EXERCISE INPUTS:
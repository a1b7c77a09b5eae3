// This Source Code Form is subject to the terms of the Mozilla Public
// License, v. 2.0. If a copy of the MPL was not distributed with this
// file, You can obtain one at http://mozilla.org/MPL/2.0/.

//! Injected ("true") parameter values of simulated signals.
//!
//! An injection file is a table in the same format as a sample table, except
//! that each row describes one injection. Columns may use the SimInspiral
//! names (`mass1`, `inclination`, ...); these are mapped onto the harmonised
//! posterior vocabulary so that injected values can be looked up by the same
//! names as the posterior parameters.

use std::path::Path;

use indexmap::IndexMap;
use log::debug;
use ndarray::prelude::*;
use thiserror::Error;

use super::{harmonise, read_sample_table, ReadSampleTableError, SampleTable};

/// SimInspiral column names and their posterior equivalents. `distance` and
/// `inclination` are handled by harmonisation after this mapping.
const INJECTION_ALIASES: [(&str, &str); 6] = [
    ("mass1", "m1"),
    ("mass2", "m2"),
    ("inclination", "iota"),
    ("longitude", "ra"),
    ("latitude", "dec"),
    ("polarization", "psi"),
];

/// The values of a single injection, keyed by harmonised parameter name.
#[derive(Debug, Clone, Default, PartialEq)]
pub struct Injection {
    values: IndexMap<String, f64>,
}

impl Injection {
    /// Create an injection from one row of an injection table.
    pub fn from_row(names: &[String], row: ArrayView1<f64>) -> Injection {
        let mut names = names.to_vec();
        for (from, to) in INJECTION_ALIASES {
            if names.iter().any(|n| n == to) {
                continue;
            }
            if let Some(n) = names.iter_mut().find(|n| *n == from) {
                *n = to.to_string();
            }
        }

        let table = SampleTable {
            names,
            samples: row.to_owned().insert_axis(Axis(0)),
        };
        // Injections are never measured with the inverted inclination
        // convention.
        let harmonised = harmonise::harmonise("injection", &table).table;

        let mut values: IndexMap<String, f64> = harmonised
            .names
            .into_iter()
            .zip(harmonised.samples.row(0).iter().copied())
            .collect();
        let mtotal = match (values.get("m1"), values.get("m2")) {
            (Some(m1), Some(m2)) => Some(m1 + m2),
            _ => None,
        };
        if let Some(mtotal) = mtotal {
            values.entry("mtotal".to_string()).or_insert(mtotal);
        }

        Injection { values }
    }

    pub fn get(&self, param: &str) -> Option<f64> {
        self.values.get(param).copied()
    }

    pub fn is_empty(&self) -> bool {
        self.values.is_empty()
    }
}

/// Read the injection with index `event` from an injection file.
pub fn read_injection(file: &Path, event: usize) -> Result<Injection, InjectionError> {
    let table = read_sample_table(file).map_err(|err| InjectionError::Read {
        file: file.display().to_string(),
        err,
    })?;
    let num_injections = table.num_samples();
    if event >= num_injections {
        return Err(InjectionError::EventOutOfRange {
            event,
            file: file.display().to_string(),
            num_injections,
        });
    }
    debug!(
        "Using injection {event} of {num_injections} from '{}'",
        file.display()
    );
    Ok(Injection::from_row(&table.names, table.samples.row(event)))
}

#[derive(Error, Debug)]
pub enum InjectionError {
    #[error("You asked for event {event}, but {file} contains only {num_injections} injections")]
    EventOutOfRange {
        event: usize,
        file: String,
        num_injections: usize,
    },

    #[error("Couldn't read injection file '{file}': {err}")]
    Read {
        file: String,
        err: ReadSampleTableError,
    },
}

WORK ORDER:
A verbatim copy of all the records is to be produced.

EXPECTED ANSWER:
repository a1b7c77a09b5eae3
// This Source Code Form is subject to the terms of the Mozilla Public
// License, v. 2.0. If a copy of the MPL was not distributed with this
// file, You can obtain one at http://mozilla.org/MPL/2.0/.

//! Injected ("true") parameter values of simulated signals.
//!
//! An injection file is a table in the same format as a sample table, except
//! that each row describes one injection. Columns may use the SimInspiral
//! names (`mass1`, `inclination`, ...); these are mapped onto the harmonised
//! posterior vocabulary so that injected values can be looked up by the same
//! names as the posterior parameters.

use std::path::Path;

use indexmap::IndexMap;
use log::debug;
use ndarray::prelude::*;
use thiserror::Error;

use super::{harmonise, read_sample_table, ReadSampleTableError, SampleTable};

/// SimInspiral column names and their posterior equivalents. `distance` and
/// `inclination` are handled by harmonisation after this mapping.
const INJECTION_ALIASES: [(&str, &str); 6] = [
    ("mass1", "m1"),
    ("mass2", "m2"),
    ("inclination", "iota"),
    ("longitude", "ra"),
    ("latitude", "dec"),
    ("polarization", "psi"),
];

/// The values of a single injection, keyed by harmonised parameter name.
#[derive(Debug, Clone, Default, PartialEq)]
pub struct Injection {
    values: IndexMap<String, f64>,
}

impl Injection {
    /// Create an injection from one row of an injection table.
    pub fn from_row(names: &[String], row: ArrayView1<f64>) -> Injection {
        let mut names = names.to_vec();
        for (from, to) in INJECTION_ALIASES {
            if names.iter().any(|n| n == to) {
                continue;
            }
            if let Some(n) = names.iter_mut().find(|n| *n == from) {
                *n = to.to_string();
            }
        }

        let table = SampleTable {
            names,
            samples: row.to_owned().insert_axis(Axis(0)),
        };
        // Injections are never measured with the inverted inclination
        // convention.
        let harmonised = harmonise::harmonise("injection", &table).table;

        let mut values: IndexMap<String, f64> = harmonised
            .names
            .into_iter()
            .zip(harmonised.samples.row(0).iter().copied())
            .collect();
        let mtotal = match (values.get("m1"), values.get("m2")) {
            (Some(m1), Some(m2)) => Some(m1 + m2),
            _ => None,
        };
        if let Some(mtotal) = mtotal {
            values.entry("mtotal".to_string()).or_insert(mtotal);
        }

        Injection { values }
    }

    pub fn get(&self, param: &str) -> Option<f64> {
        self.values.get(param).copied()
    }

    pub fn is_empty(&self) -> bool {
        self.values.is_empty()
    }
}

/// Read the injection with index `event` from an injection file.
pub fn read_injection(file: &Path, event: usize) -> Result<Injection, InjectionError> {
    let table = read_sample_table(file).map_err(|err| InjectionError::Read {
        file: file.display().to_string(),
        err,
    })?;
    let num_injections = table.num_samples();
    if event >= num_injections {
        return Err(InjectionError::EventOutOfRange {
            event,
            file: file.display().to_string(),
            num_injections,
        });
    }
    debug!(
        "Using injection {event} of {num_injections} from '{}'",
        file.display()
    );
    Ok(Injection::from_row(&table.names, table.samples.row(event)))
}

#[derive(Error, Debug)]
pub enum InjectionError {
    #[error("You asked for event {event}, but {file} contains only {num_injections} injections")]
    EventOutOfRange {
        event: usize,
        file: String,
        num_injections: usize,
    },

    #[error("Couldn't read injection file '{file}': {err}")]
    Read {
        file: String,
        err: ReadSampleTableError,
    },
}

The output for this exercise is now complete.